▶ _Extracted records_

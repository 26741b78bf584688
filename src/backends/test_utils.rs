//! Mock backends for exercising the pipeline without a model file

use crate::{
    backends::BackendFactory,
    config::InferenceConfig,
    error::{CompositeError, Result},
    inference::InferenceBackend,
    models::{ModelInfo, PreprocessingConfig},
};
use instant::Duration;
use ndarray::Array4;
use std::sync::{Arc, Mutex};

/// Saliency pattern produced by [`MockBackend`]
#[derive(Debug, Clone, PartialEq)]
pub enum MockOutput {
    /// Soft disc centred in the frame, radius a third of the side
    Disc,
    /// Every cell holds the same value
    Constant(f32),
    /// Rectangle `(top, left, bottom, right)` of 1.0 on 0.0, in model cells, inclusive
    Rect(usize, usize, usize, usize),
}

/// Mock segmentation backend
#[derive(Debug, Clone)]
pub struct MockBackend {
    initialized: bool,
    model_info: ModelInfo,
    output: MockOutput,
    /// Call history for verification in tests
    call_history: Arc<Mutex<Vec<String>>>,
    should_fail_init: bool,
    should_fail_inference: bool,
}

impl MockBackend {
    #[must_use]
    pub fn new() -> Self {
        Self {
            initialized: false,
            model_info: ModelInfo {
                name: "mock-u2net".to_string(),
                size_bytes: 1024 * 1024,
                input_shape: (1, 3, 320, 320),
                output_shape: (1, 1, 320, 320),
            },
            output: MockOutput::Disc,
            call_history: Arc::new(Mutex::new(Vec::new())),
            should_fail_init: false,
            should_fail_inference: false,
        }
    }

    /// Backend whose `initialize` always fails with a model error
    #[must_use]
    pub fn new_failing_init() -> Self {
        let mut backend = Self::new();
        backend.should_fail_init = true;
        backend
    }

    /// Backend whose `infer` always fails
    #[must_use]
    pub fn new_failing_inference() -> Self {
        let mut backend = Self::new();
        backend.should_fail_inference = true;
        backend
    }

    #[must_use]
    pub fn with_output(mut self, output: MockOutput) -> Self {
        self.output = output;
        self
    }

    /// Shared handle on the call log, survives boxing the backend
    #[must_use]
    pub fn call_history(&self) -> Arc<Mutex<Vec<String>>> {
        Arc::clone(&self.call_history)
    }

    pub fn get_call_history(&self) -> Vec<String> {
        self.call_history.lock().unwrap().clone()
    }

    fn record_call(&self, method: &str) {
        if let Ok(mut history) = self.call_history.lock() {
            history.push(method.to_string());
        }
    }

    fn generate_mock_output(&self) -> Array4<f32> {
        let (batch, channels, height, width) = self.model_info.output_shape;

        match self.output {
            MockOutput::Constant(value) => Array4::from_elem((batch, channels, height, width), value),
            MockOutput::Rect(top, left, bottom, right) => {
                Array4::from_shape_fn((batch, channels, height, width), |(_, _, y, x)| {
                    if (top..=bottom).contains(&y) && (left..=right).contains(&x) {
                        1.0
                    } else {
                        0.0
                    }
                })
            },
            MockOutput::Disc => {
                let center_x = width as f32 / 2.0;
                let center_y = height as f32 / 2.0;
                let radius = width.min(height) as f32 / 3.0;

                Array4::from_shape_fn((batch, channels, height, width), |(_, _, y, x)| {
                    let dx = x as f32 - center_x;
                    let dy = y as f32 - center_y;
                    let distance = (dx * dx + dy * dy).sqrt();
                    ((radius - distance) / radius).clamp(0.0, 1.0)
                })
            },
        }
    }
}

impl Default for MockBackend {
    fn default() -> Self {
        Self::new()
    }
}

impl InferenceBackend for MockBackend {
    fn initialize(&mut self, _config: &InferenceConfig) -> Result<Option<Duration>> {
        self.record_call("initialize");

        if self.should_fail_init {
            return Err(CompositeError::model("Mock backend initialization failed"));
        }
        if self.initialized {
            return Ok(None);
        }

        self.initialized = true;
        Ok(Some(Duration::from_millis(5)))
    }

    fn infer(&mut self, input: &Array4<f32>) -> Result<Array4<f32>> {
        self.record_call("infer");

        if !self.initialized {
            return Err(CompositeError::inference("Mock backend not initialized"));
        }
        if self.should_fail_inference {
            return Err(CompositeError::inference("Mock backend inference failed"));
        }

        let (batch, channels, height, width) = self.model_info.input_shape;
        if input.shape() != [batch, channels, height, width] {
            return Err(CompositeError::inference(format!(
                "Unexpected input shape {:?}",
                input.shape()
            )));
        }

        Ok(self.generate_mock_output())
    }

    fn input_shape(&self) -> (usize, usize, usize, usize) {
        self.model_info.input_shape
    }

    fn output_shape(&self) -> (usize, usize, usize, usize) {
        self.model_info.output_shape
    }

    fn get_preprocessing_config(&self) -> Result<PreprocessingConfig> {
        Ok(PreprocessingConfig::default())
    }

    fn get_model_info(&self) -> Result<ModelInfo> {
        Ok(self.model_info.clone())
    }

    fn is_initialized(&self) -> bool {
        self.initialized
    }
}

/// Factory handing out clones of a prepared [`MockBackend`]
#[derive(Debug, Clone)]
pub struct MockBackendFactory {
    template: MockBackend,
    created: Arc<Mutex<usize>>,
}

impl MockBackendFactory {
    #[must_use]
    pub fn new(template: MockBackend) -> Self {
        Self {
            template,
            created: Arc::new(Mutex::new(0)),
        }
    }

    /// Number of backends created so far
    pub fn created(&self) -> usize {
        *self.created.lock().unwrap()
    }
}

impl Default for MockBackendFactory {
    fn default() -> Self {
        Self::new(MockBackend::new())
    }
}

impl BackendFactory for MockBackendFactory {
    fn create_backend(&self, _config: &InferenceConfig) -> Result<Box<dyn InferenceBackend>> {
        if let Ok(mut created) = self.created.lock() {
            *created += 1;
        }
        Ok(Box::new(self.template.clone()))
    }
}

#[cfg(test)]
mod tests {
    use super::*;

    #[test]
    fn test_mock_disc_output_in_unit_range() {
        let mut backend = MockBackend::new();
        backend.initialize(&InferenceConfig::default()).unwrap();

        let output = backend.infer(&Array4::zeros((1, 3, 320, 320))).unwrap();
        assert_eq!(output.shape(), &[1, 1, 320, 320]);
        assert!(output.iter().all(|v| (0.0..=1.0).contains(v)));
        assert!(output[[0, 0, 160, 160]] > 0.9);
        assert_eq!(output[[0, 0, 0, 0]], 0.0);
    }

    #[test]
    fn test_mock_rejects_wrong_input_shape() {
        let mut backend = MockBackend::new();
        backend.initialize(&InferenceConfig::default()).unwrap();
        assert!(backend.infer(&Array4::zeros((1, 3, 64, 64))).is_err());
    }

    #[test]
    fn test_mock_failure_modes() {
        let mut failing = MockBackend::new_failing_init();
        let err = failing.initialize(&InferenceConfig::default()).unwrap_err();
        assert!(matches!(err, CompositeError::Model(_)));
        assert!(!failing.is_initialized());

        let mut failing = MockBackend::new_failing_inference();
        failing.initialize(&InferenceConfig::default()).unwrap();
        assert!(failing.infer(&Array4::zeros((1, 3, 320, 320))).is_err());
        assert_eq!(failing.get_call_history(), vec!["initialize", "infer"]);
    }

    #[test]
    fn test_mock_factory_counts_creations() {
        let factory = MockBackendFactory::new(MockBackend::new().with_output(MockOutput::Constant(0.5)));
        let mut backend = factory.create_backend(&InferenceConfig::default()).unwrap();
        backend.initialize(&InferenceConfig::default()).unwrap();

        let output = backend.infer(&Array4::zeros((1, 3, 320, 320))).unwrap();
        assert!(output.iter().all(|v| (*v - 0.5).abs() < f32::EPSILON));
        assert_eq!(factory.created(), 1);
    }
}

▶ _Prompt_
An exact copy of the lines above, from the one containing "self.call_history.lock().unwrap().clone()" down to the one containing "fn generate_mock_output(&self) ->" and including both, is the whole answer; retype it and nothing else.

▶ _Task output_
        self.call_history.lock().unwrap().clone()
    }

    fn record_call(&self, method: &str) {
        if let Ok(mut history) = self.call_history.lock() {
            history.push(method.to_string());
        }
    }

    fn generate_mock_output(&self) -> Array4<f32> {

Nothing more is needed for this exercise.